Exercise details => Take each line from the material below that includes the string "there" and copy it.

Provided records =>
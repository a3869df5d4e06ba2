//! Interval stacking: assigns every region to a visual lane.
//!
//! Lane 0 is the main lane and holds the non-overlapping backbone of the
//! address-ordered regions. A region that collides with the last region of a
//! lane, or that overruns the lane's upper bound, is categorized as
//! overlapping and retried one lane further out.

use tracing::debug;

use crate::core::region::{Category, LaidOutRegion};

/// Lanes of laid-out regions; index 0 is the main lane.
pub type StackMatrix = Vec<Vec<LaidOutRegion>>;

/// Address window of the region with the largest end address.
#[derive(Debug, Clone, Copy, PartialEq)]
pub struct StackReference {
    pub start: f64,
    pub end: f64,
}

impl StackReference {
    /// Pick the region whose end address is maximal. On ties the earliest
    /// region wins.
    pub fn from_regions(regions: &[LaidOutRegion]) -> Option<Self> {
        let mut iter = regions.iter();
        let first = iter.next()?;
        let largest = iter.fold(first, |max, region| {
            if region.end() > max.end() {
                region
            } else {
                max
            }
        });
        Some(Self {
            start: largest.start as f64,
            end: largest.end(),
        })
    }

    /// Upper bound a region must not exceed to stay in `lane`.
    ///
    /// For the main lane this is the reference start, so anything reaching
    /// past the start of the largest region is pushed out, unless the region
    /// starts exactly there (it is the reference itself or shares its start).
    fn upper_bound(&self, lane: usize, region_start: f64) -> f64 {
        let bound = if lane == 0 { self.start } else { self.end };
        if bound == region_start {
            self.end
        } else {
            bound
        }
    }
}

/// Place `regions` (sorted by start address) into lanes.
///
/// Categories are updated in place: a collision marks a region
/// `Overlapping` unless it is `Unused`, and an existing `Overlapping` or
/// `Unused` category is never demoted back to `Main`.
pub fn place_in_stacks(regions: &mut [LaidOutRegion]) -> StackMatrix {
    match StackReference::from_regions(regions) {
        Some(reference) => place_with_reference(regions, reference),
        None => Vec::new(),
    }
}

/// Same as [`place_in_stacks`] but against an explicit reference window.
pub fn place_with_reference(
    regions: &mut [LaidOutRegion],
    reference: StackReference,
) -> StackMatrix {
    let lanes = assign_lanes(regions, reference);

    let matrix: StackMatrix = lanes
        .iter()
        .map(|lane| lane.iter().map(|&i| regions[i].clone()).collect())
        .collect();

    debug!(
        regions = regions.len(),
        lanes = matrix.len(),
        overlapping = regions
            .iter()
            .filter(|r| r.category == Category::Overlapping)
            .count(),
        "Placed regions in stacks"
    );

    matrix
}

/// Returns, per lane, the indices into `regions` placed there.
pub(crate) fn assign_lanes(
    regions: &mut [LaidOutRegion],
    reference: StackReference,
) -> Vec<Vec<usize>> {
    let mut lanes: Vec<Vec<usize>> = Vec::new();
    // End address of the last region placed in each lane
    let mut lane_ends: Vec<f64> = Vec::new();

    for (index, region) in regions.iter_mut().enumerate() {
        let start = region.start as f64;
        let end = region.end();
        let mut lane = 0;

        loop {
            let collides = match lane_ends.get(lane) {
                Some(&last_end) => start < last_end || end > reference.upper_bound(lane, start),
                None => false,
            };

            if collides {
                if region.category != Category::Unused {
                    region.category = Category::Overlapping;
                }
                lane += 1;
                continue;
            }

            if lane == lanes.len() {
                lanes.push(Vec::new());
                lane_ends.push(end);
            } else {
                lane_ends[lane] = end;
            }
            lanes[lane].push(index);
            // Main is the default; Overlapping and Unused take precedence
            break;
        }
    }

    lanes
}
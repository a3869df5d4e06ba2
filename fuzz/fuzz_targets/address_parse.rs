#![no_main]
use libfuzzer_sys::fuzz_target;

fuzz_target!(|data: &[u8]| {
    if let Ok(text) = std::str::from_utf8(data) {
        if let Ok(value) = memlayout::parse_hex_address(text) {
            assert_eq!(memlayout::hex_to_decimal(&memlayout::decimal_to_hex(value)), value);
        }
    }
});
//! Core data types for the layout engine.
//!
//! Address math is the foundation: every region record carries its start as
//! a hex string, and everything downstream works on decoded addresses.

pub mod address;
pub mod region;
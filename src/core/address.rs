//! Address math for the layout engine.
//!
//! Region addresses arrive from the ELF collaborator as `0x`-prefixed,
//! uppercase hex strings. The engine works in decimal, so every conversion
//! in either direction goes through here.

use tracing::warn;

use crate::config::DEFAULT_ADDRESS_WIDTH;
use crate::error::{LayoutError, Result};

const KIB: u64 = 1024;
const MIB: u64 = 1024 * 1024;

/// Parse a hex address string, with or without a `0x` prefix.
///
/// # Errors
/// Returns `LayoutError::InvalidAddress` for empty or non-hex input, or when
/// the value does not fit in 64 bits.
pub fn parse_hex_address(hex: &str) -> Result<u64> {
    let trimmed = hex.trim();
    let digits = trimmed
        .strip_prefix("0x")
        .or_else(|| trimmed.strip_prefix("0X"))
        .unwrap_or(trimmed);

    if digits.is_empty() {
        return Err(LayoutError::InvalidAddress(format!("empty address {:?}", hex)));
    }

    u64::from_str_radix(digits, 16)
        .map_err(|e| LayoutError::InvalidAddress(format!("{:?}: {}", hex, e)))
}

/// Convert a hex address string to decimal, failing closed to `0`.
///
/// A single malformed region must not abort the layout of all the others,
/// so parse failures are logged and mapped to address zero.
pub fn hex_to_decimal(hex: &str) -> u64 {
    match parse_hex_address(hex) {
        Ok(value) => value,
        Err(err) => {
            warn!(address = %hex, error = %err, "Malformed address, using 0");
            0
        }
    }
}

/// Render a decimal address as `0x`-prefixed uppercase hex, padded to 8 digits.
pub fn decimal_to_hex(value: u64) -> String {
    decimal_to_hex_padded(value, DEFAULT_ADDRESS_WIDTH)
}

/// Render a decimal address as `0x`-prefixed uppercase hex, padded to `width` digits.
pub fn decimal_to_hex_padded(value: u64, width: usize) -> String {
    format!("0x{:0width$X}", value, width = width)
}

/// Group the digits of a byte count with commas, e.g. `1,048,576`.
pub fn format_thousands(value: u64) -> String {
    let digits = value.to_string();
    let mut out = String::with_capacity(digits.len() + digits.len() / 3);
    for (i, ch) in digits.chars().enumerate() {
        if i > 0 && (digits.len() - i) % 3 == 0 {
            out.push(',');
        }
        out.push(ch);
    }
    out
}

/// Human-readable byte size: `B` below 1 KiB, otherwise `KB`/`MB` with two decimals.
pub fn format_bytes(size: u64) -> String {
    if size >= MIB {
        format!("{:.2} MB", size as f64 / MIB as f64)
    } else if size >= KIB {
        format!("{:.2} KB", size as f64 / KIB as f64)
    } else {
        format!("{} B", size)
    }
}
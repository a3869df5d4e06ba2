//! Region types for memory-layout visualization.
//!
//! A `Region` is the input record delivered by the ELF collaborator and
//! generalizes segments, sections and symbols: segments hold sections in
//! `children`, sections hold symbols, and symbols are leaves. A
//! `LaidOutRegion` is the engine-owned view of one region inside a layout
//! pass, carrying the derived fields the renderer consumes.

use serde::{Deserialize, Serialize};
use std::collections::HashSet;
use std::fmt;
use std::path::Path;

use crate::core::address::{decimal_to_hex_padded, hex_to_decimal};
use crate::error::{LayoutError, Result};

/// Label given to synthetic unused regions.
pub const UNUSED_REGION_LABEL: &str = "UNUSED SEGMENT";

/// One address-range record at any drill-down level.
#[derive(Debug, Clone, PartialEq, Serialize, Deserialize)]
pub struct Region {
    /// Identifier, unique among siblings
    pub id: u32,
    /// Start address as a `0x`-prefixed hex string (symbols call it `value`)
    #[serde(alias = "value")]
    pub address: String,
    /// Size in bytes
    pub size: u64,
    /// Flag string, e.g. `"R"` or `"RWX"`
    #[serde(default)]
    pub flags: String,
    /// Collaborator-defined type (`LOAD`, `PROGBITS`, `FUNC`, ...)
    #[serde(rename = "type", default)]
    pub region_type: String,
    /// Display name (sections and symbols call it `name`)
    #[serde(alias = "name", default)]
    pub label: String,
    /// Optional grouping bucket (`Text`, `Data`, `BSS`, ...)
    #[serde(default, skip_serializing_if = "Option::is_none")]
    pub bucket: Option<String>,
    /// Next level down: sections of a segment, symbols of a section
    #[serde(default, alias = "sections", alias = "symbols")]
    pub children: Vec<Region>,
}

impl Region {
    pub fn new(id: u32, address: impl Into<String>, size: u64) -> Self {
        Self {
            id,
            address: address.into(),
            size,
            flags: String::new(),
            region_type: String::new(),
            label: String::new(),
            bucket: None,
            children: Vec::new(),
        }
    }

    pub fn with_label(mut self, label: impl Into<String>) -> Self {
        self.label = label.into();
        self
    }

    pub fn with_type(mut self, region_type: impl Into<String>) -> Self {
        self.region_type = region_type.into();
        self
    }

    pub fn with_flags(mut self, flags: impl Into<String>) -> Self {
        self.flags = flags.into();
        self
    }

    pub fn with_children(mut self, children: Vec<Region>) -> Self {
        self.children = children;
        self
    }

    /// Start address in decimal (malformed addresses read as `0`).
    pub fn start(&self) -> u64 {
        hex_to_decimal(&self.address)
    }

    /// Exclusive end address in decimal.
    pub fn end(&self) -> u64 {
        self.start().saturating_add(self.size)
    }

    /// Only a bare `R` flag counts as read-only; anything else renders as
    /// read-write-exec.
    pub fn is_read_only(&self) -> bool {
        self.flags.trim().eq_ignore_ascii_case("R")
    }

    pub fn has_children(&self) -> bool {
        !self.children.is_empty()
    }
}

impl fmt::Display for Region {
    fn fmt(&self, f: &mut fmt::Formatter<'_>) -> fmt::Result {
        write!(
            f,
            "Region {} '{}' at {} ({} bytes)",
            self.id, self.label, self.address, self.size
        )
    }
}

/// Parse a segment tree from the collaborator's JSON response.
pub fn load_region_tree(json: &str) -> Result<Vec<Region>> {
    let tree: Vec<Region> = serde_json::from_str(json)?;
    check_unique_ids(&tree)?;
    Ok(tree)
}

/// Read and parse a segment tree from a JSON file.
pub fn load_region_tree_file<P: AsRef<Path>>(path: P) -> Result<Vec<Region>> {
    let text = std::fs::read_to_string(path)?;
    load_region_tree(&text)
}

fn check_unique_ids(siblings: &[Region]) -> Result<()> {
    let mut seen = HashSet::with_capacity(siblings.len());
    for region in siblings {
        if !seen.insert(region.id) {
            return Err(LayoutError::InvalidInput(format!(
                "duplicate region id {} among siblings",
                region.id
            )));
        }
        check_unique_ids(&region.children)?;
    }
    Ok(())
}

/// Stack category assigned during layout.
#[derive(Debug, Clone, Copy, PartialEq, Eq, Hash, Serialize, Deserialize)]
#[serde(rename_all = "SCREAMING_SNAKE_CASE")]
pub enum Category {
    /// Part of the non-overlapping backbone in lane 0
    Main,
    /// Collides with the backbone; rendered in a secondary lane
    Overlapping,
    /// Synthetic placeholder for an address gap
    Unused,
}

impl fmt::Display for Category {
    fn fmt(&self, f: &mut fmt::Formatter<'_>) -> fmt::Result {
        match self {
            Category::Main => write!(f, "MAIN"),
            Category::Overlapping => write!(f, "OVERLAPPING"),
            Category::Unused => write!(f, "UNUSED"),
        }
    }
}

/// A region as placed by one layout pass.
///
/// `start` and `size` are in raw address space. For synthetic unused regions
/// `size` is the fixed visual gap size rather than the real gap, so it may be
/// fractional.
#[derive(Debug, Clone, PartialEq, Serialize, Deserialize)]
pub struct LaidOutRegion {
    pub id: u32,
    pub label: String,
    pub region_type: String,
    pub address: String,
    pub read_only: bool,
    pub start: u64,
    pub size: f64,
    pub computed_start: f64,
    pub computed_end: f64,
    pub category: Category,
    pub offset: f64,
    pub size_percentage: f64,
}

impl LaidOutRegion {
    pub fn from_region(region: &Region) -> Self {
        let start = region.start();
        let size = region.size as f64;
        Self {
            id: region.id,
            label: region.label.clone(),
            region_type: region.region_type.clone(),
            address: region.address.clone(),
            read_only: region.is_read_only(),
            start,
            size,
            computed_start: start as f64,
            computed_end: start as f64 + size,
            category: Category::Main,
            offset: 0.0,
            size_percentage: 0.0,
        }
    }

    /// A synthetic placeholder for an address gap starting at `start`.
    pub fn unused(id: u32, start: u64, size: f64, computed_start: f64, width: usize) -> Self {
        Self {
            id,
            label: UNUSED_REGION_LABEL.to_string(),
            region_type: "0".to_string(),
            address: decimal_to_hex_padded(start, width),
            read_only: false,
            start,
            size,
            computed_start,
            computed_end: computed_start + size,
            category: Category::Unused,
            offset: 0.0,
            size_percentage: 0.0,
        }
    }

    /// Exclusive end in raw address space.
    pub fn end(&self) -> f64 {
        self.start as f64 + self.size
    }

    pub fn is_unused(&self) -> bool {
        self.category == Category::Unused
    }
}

Finished exercise =>
    /// starts exactly there (it is the reference itself or shares its start).
/// Returns, per lane, the indices into `regions` placed there.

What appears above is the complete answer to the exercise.